As they have demonstrated with compute,
network and storage, when AWS competes, disruption and commoditization soon
follow.
But Dropbox et all are not going to
be throwing in their nearly $1.5B in cumulative funding towel any time in the
near future.
Why? Because simplicity and focus always win.
Box and Dropbox have made it extraordinarily simple for people to use cloud-based
storage and become untethered from earthly storage persistence. They have focused on simplifying the user
experience, usability, and economic consumption models of their products for
enterprise-IT. In many cases, as with security and enterprise integration e.g.
LDAP, ACL’s, SSO, SharePoint, Salesforce etc., Box and Dropbox have done a
great job in removing complexity.
AWS will succeed in one thing and that’s elongating sales cycles. POC’s, user trials, and price comparisons
will become the norm for all the players.

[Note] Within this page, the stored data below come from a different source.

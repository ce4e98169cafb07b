//! Parsing helpers for dates, months, entity kinds and record input.

use chrono::NaiveDate;
use serde_json::{Map, Value};

use erp_core::aggregate::{MonthWindow, StatusFilter};
use erp_core::EntityKind;

use crate::cli::RecordInput;
use crate::errors::CliError;

/// Parse a calendar date (YYYY-MM-DD).
pub fn parse_date(value: &str) -> anyhow::Result<NaiveDate> {
    NaiveDate::parse_from_str(value.trim(), "%Y-%m-%d").map_err(|_| {
        CliError::invalid_input(format!("Invalid date (expected YYYY-MM-DD): {}", value)).into()
    })
}

/// Parse a month (YYYY-MM).
pub fn parse_month(value: &str) -> anyhow::Result<MonthWindow> {
    value
        .parse::<MonthWindow>()
        .map_err(|e| CliError::invalid_input(e.to_string()).into())
}

pub fn parse_kind(value: &str) -> anyhow::Result<EntityKind> {
    value
        .parse::<EntityKind>()
        .map_err(|e| CliError::invalid_input(e.to_string()).into())
}

pub fn parse_status(value: &str) -> anyhow::Result<StatusFilter> {
    value
        .parse::<StatusFilter>()
        .map_err(|e| CliError::invalid_input(e.to_string()).into())
}

/// Build the JSON object described by `--json` or the `--field` list.
///
/// `name=text` sets a string; `name:=json` sets a raw JSON value, so
/// `valor:=120.5` stores a number and `itens:=[]` an empty list.
pub fn record_input(input: &RecordInput) -> anyhow::Result<Value> {
    if let Some(raw) = input.json.as_deref() {
        let value: Value = serde_json::from_str(raw)
            .map_err(|e| CliError::invalid_input(format!("Invalid --json value: {}", e)))?;
        if !value.is_object() {
            return Err(CliError::invalid_input("--json must be a JSON object").into());
        }
        return Ok(value);
    }

    let mut fields = Map::new();
    for raw in &input.field {
        let (name, value) = parse_field(raw)?;
        fields.insert(name, value);
    }
    Ok(Value::Object(fields))
}

fn parse_field(raw: &str) -> anyhow::Result<(String, Value)> {
    let eq = raw.find('=').ok_or_else(|| {
        CliError::invalid_input(format!(
            "Invalid field \"{}\" (expected name=value or name:=json)",
            raw
        ))
    })?;
    let (name, is_json) = match raw[..eq].strip_suffix(':') {
        Some(name) => (name, true),
        None => (&raw[..eq], false),
    };
    let name = name.trim();
    if name.is_empty() {
        return Err(CliError::invalid_input(format!("Field \"{}\" has no name", raw)).into());
    }

    let text = &raw[eq + 1..];
    let value = if is_json {
        serde_json::from_str(text).map_err(|e| {
            CliError::invalid_input(format!("Field {} is not valid JSON: {}", name, e))
        })?
    } else {
        Value::String(text.to_string())
    };
    Ok((name.to_string(), value))
}

#[cfg(test)]
mod tests {
    use super::*;
    use serde_json::json;

    fn fields(raw: &[&str]) -> RecordInput {
        RecordInput {
            json: None,
            field: raw.iter().map(|s| s.to_string()).collect(),
        }
    }

    #[test]
    fn test_parse_date() {
        assert_eq!(
            parse_date("2025-11-20").unwrap(),
            NaiveDate::from_ymd_opt(2025, 11, 20).unwrap()
        );
        assert!(parse_date("20/11/2025").is_err());
    }

    #[test]
    fn test_parse_month() {
        let window = parse_month("2025-11").unwrap();
        assert_eq!((window.year(), window.month()), (2025, 11));
        assert!(parse_month("2025-13").is_err());
    }

    #[test]
    fn test_string_and_json_fields() {
        let value = record_input(&fields(&[
            "descricao=Aluguel = sala",
            "valor:=1800.5",
            "conciliado:=true",
        ]))
        .unwrap();
        assert_eq!(
            value,
            json!({"descricao": "Aluguel = sala", "valor": 1800.5, "conciliado": true})
        );
    }

    #[test]
    fn test_field_errors() {
        assert!(record_input(&fields(&["descricao"])).is_err());
        assert!(record_input(&fields(&["=x"])).is_err());
        assert!(record_input(&fields(&["valor:=abc"])).is_err());
    }

    #[test]
    fn test_json_input_must_be_object() {
        let input = RecordInput {
            json: Some("[1,2]".to_string()),
            field: Vec::new(),
        };
        assert!(record_input(&input).is_err());

        let input = RecordInput {
            json: Some(r#"{"nome":"Ana"}"#.to_string()),
            field: Vec::new(),
        };
        assert_eq!(record_input(&input).unwrap(), json!({"nome": "Ana"}));
    }
}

A real market. Longer sales
cycles is not what Box needs right now. The company’s line item for sales and marketing expenses expanded
from $99.2 million for the year ending January 2013, to $171 million
for the year ending January 31, 2014. This represents a majority of
Box’s $100 million increase in operating costs during the same period.
Zocalo will resonate with
developers accustom to AWS. Much like
Hipchat and Fuze are used in the bowels of engineering, yet the superior
quality of experience of Webex, Go-to-Meeting, and Telepresence still rule. AWS’s offerings
are bountiful and confusing. The
plethora of services AWS has on the price book, are overwhelming. At the same
time, there is very little cross-sell between the core strength positions of S3,
EC2, and Zocalo. AWS has not
exactly demonstrated strength in moving up the stack to LOB or
verticalizations.
Bottom-line, Zocalo will create sales
chaff for the real-enterprise share/collaboration market and be a niche product,
relegated to IT-infrastructure with minimal core AWS attach rate.